Dataset entries
_ _ _ _ _ _ _

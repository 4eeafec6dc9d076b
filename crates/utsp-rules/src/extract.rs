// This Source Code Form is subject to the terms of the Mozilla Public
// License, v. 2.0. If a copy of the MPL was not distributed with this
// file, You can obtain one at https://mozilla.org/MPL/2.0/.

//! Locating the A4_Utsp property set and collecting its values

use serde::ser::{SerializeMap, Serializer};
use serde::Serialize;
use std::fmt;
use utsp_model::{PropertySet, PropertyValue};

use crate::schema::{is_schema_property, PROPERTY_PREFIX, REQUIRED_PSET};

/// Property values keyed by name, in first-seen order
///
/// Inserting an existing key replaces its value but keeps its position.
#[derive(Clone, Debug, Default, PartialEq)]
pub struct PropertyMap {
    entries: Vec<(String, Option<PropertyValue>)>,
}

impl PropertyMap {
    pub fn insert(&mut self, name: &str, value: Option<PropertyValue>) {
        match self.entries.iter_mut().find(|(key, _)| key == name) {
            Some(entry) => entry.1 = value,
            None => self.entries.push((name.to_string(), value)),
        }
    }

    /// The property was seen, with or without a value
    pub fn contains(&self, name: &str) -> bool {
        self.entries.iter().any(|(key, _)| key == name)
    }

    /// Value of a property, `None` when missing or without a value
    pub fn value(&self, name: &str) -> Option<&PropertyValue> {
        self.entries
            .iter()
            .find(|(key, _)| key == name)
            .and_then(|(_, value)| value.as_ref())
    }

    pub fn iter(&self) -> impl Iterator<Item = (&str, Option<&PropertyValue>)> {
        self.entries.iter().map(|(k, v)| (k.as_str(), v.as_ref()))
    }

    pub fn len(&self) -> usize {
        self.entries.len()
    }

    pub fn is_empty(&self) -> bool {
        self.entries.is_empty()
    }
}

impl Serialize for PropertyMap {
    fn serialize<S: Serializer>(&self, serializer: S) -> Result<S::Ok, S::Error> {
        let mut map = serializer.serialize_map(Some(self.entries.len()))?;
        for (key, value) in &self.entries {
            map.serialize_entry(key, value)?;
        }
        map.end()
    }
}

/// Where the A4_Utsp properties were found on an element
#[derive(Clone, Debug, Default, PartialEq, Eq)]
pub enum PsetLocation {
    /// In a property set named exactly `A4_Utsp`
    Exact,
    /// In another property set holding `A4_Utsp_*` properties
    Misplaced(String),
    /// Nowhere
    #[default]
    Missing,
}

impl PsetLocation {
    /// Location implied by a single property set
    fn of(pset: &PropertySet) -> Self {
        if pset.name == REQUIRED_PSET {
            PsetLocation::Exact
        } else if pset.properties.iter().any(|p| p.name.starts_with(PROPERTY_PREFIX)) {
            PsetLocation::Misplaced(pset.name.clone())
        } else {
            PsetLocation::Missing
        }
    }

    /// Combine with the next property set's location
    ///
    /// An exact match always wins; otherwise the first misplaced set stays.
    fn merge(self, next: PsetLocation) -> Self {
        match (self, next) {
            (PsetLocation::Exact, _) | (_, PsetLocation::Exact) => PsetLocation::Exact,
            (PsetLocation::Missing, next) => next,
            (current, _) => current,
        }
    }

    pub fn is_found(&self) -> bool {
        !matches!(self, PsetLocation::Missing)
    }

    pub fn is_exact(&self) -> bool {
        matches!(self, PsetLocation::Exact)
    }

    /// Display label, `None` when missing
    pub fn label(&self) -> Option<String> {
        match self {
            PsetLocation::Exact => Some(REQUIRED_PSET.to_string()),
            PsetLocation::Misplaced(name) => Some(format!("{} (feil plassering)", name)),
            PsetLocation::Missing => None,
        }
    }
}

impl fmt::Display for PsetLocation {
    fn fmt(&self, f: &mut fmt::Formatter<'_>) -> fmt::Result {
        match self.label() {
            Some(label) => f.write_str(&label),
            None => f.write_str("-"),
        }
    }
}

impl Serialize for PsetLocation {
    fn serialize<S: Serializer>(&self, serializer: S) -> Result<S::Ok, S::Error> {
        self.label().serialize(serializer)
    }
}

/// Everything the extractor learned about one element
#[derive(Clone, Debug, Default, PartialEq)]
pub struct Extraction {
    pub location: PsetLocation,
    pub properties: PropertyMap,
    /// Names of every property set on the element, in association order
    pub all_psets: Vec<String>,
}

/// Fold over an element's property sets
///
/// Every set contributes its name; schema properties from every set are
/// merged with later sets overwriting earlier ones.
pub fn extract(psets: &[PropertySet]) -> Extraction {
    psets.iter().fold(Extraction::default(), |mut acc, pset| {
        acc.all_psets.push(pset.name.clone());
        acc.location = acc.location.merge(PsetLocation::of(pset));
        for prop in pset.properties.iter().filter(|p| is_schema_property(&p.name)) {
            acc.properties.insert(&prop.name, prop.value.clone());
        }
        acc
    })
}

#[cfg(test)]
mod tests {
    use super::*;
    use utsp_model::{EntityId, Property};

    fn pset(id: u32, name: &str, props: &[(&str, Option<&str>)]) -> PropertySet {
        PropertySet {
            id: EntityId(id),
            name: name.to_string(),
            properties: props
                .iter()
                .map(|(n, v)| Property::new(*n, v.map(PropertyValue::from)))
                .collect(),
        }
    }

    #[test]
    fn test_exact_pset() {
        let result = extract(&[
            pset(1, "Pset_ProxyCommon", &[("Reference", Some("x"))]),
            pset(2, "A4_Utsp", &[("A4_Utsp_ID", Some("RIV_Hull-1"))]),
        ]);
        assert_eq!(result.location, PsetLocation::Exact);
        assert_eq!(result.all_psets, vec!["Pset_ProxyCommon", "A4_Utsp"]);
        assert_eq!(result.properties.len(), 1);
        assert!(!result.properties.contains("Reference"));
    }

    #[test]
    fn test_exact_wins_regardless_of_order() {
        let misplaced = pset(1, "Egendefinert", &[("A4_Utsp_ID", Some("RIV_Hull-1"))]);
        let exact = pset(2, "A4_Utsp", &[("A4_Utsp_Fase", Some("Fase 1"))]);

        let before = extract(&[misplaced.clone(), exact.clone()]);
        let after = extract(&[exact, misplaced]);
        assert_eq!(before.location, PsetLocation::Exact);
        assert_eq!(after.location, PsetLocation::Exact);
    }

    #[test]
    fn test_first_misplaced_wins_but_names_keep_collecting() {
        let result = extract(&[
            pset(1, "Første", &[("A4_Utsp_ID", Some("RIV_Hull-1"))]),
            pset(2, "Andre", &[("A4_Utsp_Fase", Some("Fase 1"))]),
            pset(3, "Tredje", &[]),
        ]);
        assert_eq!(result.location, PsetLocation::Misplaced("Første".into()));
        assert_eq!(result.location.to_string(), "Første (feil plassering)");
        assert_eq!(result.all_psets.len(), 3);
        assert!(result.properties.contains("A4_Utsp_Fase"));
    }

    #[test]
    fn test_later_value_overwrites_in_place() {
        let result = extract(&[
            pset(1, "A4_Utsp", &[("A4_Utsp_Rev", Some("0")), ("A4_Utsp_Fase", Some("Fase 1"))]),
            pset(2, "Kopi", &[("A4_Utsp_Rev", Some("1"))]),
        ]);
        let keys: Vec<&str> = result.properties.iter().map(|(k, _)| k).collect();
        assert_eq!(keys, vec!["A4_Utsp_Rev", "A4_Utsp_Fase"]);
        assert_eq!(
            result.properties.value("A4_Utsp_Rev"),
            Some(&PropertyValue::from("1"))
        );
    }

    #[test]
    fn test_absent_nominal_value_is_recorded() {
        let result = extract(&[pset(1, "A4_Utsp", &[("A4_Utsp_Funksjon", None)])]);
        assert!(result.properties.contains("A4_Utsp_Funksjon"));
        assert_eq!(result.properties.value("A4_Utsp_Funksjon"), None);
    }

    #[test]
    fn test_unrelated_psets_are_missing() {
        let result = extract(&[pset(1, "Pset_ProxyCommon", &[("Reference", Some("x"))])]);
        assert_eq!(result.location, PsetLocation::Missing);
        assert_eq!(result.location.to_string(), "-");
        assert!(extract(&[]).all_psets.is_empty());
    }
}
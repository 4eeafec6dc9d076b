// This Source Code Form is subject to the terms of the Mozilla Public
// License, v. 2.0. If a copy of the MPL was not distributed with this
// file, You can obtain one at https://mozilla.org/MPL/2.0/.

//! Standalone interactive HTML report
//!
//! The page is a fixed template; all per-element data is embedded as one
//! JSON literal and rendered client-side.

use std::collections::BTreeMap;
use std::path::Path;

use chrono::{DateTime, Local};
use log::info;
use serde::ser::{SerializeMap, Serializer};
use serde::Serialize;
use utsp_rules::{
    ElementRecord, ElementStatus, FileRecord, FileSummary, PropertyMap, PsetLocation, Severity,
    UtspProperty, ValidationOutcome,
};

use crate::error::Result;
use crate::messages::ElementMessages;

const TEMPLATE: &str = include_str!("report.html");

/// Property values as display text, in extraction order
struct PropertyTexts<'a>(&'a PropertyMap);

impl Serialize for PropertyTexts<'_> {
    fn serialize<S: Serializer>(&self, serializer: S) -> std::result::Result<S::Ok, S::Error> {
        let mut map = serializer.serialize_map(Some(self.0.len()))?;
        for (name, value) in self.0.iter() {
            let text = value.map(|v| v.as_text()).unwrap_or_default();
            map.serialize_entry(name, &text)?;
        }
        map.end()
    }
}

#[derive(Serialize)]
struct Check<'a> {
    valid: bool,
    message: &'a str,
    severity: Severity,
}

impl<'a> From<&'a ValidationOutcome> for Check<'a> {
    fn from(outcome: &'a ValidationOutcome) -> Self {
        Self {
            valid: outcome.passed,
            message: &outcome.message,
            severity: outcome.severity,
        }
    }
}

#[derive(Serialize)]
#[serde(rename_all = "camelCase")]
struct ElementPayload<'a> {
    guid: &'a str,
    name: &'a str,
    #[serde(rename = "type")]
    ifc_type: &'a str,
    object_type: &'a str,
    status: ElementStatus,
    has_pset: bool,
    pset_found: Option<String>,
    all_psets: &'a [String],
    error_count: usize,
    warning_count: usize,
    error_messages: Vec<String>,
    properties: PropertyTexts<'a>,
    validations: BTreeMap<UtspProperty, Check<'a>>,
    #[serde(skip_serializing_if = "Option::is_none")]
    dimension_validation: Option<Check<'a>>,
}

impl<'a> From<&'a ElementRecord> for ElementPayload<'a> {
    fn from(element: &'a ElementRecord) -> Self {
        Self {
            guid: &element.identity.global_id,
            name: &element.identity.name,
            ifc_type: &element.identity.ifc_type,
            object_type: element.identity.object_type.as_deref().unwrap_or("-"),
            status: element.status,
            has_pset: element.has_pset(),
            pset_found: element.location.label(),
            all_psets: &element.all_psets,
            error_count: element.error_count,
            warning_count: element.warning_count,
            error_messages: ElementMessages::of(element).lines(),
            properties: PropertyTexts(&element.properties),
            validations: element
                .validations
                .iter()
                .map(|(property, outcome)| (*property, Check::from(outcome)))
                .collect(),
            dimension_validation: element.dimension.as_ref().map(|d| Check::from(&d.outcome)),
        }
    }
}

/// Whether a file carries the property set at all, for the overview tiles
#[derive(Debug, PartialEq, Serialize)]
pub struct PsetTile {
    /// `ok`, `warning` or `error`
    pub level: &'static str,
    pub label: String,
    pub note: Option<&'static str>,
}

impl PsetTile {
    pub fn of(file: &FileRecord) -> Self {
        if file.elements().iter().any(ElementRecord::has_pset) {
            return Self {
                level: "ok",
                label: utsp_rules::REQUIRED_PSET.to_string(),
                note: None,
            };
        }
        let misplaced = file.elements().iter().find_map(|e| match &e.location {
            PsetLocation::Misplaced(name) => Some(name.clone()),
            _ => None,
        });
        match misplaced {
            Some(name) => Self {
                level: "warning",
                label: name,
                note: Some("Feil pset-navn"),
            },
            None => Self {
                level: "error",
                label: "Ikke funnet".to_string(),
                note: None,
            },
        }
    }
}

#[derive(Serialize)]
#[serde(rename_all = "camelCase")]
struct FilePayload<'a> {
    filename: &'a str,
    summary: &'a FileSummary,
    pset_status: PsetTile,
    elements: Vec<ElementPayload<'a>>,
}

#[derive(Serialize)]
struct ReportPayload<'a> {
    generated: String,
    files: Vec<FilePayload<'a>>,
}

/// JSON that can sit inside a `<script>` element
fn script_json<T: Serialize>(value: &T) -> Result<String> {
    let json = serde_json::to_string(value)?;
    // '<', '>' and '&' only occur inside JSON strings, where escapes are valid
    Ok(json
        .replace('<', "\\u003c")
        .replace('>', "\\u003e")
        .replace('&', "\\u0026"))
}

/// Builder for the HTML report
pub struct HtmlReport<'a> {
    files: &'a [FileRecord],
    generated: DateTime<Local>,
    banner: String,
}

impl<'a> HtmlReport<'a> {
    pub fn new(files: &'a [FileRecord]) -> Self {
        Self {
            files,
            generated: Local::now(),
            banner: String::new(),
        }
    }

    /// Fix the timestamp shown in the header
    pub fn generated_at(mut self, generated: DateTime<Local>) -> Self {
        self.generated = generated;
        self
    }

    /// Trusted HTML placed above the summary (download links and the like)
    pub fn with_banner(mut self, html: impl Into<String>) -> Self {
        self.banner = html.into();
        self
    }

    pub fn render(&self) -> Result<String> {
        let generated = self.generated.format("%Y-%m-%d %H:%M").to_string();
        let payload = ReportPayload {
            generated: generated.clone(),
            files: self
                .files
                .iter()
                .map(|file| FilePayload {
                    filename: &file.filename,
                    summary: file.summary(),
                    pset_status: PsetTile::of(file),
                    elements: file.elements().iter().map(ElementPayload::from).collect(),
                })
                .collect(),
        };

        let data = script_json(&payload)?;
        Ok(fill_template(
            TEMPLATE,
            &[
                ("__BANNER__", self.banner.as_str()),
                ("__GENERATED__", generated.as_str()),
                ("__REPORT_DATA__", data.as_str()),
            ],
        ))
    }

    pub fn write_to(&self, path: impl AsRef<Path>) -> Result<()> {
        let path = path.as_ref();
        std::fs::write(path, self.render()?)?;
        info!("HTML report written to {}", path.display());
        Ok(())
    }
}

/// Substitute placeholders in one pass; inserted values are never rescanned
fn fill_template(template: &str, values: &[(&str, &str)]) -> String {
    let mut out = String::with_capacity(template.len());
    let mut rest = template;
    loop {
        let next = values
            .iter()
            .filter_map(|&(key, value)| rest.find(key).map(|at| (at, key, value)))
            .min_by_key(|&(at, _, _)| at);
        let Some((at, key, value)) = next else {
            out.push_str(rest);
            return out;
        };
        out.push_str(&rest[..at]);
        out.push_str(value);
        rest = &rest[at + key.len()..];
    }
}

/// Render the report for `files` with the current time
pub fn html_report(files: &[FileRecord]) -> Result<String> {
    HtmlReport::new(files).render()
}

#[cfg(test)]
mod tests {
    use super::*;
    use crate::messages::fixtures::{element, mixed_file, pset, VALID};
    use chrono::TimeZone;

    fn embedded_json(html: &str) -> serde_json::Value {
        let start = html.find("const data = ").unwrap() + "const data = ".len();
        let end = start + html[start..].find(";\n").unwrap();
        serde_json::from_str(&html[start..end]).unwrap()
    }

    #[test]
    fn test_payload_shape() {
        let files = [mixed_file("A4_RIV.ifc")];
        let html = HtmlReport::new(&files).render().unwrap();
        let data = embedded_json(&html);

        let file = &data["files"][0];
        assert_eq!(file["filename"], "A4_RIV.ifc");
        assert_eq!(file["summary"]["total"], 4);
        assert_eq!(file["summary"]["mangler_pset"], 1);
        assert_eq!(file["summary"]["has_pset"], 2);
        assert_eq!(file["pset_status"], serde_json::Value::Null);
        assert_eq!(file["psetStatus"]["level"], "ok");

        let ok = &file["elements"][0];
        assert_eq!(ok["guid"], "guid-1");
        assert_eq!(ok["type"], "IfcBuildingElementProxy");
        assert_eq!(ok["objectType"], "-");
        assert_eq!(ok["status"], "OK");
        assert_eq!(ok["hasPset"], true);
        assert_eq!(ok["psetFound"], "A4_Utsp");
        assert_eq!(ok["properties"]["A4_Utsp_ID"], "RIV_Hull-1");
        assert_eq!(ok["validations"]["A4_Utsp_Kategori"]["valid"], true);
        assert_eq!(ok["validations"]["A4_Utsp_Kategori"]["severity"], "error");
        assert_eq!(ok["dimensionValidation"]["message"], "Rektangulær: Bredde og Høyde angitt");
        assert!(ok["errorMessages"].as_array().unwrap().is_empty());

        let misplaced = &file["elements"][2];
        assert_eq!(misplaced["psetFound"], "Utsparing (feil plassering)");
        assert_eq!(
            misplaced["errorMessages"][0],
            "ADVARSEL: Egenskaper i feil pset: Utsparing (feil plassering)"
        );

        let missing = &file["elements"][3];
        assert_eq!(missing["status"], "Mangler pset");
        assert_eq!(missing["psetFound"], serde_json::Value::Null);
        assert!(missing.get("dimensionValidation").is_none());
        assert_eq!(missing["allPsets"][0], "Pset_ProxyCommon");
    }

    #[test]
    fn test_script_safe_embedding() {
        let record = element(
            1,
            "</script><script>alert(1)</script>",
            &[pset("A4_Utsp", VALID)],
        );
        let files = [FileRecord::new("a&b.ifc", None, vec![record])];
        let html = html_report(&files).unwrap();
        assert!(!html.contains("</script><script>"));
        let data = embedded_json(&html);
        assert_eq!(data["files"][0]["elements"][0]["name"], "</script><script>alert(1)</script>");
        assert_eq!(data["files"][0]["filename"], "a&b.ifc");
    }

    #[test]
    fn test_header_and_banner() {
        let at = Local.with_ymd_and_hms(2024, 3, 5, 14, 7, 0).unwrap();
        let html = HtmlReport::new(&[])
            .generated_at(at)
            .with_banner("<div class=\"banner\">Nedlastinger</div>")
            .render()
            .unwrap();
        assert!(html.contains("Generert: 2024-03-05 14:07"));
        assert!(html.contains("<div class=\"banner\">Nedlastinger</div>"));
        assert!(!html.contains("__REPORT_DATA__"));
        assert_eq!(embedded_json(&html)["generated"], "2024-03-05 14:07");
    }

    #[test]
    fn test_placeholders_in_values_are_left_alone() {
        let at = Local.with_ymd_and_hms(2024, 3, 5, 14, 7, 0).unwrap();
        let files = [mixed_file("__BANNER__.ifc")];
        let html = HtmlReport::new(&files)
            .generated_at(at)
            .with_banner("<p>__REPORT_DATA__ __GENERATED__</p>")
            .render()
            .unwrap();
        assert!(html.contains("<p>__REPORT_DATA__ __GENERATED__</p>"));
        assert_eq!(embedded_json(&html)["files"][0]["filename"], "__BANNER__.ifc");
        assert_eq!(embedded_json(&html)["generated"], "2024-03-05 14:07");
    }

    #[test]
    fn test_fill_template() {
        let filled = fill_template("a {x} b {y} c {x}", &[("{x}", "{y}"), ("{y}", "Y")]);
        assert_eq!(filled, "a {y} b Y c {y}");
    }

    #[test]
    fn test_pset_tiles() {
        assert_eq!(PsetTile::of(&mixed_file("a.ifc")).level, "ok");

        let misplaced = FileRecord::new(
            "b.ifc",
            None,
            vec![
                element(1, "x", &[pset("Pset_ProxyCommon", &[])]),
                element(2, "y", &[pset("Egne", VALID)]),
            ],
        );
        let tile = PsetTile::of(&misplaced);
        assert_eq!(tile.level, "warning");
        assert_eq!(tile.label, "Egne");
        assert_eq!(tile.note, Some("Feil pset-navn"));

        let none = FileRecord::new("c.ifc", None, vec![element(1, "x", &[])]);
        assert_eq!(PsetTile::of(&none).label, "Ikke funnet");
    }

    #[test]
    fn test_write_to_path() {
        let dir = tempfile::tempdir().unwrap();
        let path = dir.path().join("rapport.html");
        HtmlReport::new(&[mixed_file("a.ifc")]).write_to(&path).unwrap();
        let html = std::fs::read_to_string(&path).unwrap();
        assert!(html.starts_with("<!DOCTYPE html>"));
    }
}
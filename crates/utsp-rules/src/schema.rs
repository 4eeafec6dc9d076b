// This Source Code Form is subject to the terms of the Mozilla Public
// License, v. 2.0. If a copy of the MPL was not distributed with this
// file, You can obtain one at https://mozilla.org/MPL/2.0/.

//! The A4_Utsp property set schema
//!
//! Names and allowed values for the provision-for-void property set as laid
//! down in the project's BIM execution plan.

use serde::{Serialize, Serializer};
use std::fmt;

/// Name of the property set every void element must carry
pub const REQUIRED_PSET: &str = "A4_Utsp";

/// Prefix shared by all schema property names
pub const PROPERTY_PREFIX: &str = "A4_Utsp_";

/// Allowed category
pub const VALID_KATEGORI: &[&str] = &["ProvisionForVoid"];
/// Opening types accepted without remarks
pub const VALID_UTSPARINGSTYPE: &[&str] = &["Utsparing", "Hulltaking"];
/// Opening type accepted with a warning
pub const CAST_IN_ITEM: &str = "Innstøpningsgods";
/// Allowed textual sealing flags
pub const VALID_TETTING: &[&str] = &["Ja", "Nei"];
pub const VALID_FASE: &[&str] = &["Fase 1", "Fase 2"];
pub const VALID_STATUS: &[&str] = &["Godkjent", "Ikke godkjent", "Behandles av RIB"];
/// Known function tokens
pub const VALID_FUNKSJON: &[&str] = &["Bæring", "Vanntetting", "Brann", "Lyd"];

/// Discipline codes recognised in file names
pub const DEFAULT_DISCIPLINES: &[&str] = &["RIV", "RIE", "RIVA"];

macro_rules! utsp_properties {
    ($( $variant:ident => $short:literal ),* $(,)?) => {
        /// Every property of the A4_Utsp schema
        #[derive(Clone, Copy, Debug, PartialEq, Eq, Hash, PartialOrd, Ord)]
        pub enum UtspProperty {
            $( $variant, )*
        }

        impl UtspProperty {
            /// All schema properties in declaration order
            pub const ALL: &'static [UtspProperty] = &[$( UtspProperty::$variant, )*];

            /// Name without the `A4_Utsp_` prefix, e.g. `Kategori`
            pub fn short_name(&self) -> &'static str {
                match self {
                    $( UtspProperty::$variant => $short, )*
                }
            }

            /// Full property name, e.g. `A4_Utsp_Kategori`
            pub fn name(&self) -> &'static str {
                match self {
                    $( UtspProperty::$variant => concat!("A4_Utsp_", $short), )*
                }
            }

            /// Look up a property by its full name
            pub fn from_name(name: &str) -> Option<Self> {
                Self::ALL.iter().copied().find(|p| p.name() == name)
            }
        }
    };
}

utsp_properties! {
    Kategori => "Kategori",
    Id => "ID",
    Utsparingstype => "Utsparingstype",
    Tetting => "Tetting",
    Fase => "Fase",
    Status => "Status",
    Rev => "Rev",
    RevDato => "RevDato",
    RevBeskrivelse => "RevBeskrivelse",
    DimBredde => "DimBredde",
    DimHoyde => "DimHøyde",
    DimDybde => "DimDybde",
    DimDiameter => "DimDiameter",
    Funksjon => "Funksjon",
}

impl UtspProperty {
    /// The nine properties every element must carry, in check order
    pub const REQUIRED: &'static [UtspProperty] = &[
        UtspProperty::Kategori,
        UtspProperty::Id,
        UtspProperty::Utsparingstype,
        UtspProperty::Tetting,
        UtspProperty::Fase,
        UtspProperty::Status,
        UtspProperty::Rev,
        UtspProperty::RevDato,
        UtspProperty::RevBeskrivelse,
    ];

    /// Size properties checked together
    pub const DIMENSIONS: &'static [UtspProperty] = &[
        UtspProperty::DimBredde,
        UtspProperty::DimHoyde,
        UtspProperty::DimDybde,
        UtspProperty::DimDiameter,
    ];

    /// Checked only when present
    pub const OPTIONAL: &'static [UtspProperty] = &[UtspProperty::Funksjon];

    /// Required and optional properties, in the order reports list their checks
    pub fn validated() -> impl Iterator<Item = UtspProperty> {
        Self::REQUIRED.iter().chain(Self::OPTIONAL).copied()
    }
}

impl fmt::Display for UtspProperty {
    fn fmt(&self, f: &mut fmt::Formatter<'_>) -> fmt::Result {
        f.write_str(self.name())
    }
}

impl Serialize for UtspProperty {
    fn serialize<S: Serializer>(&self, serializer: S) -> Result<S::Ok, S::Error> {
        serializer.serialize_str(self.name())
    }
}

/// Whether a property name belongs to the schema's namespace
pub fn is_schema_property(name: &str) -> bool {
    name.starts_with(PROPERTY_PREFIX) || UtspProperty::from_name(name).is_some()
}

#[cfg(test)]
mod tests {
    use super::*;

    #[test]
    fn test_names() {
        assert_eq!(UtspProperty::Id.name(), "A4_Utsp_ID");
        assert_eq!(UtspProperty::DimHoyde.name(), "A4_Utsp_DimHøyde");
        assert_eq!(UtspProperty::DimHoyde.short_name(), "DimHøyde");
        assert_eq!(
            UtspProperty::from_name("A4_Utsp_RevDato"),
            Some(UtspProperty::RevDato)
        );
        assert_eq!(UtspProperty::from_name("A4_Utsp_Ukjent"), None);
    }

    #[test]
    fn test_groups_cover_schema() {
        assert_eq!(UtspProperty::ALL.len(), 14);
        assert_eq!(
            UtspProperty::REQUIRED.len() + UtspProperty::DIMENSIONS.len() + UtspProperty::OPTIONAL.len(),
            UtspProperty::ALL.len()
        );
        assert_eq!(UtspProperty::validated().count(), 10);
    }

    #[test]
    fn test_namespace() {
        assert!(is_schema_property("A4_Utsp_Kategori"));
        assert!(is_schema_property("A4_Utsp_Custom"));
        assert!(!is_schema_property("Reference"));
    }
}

_ _ _ _ _ _ _

## GOAL OF THE EXERCISE
For the string "FilePayload", count the lines of the entries above that include it; answer with the number only.

## REPLY
3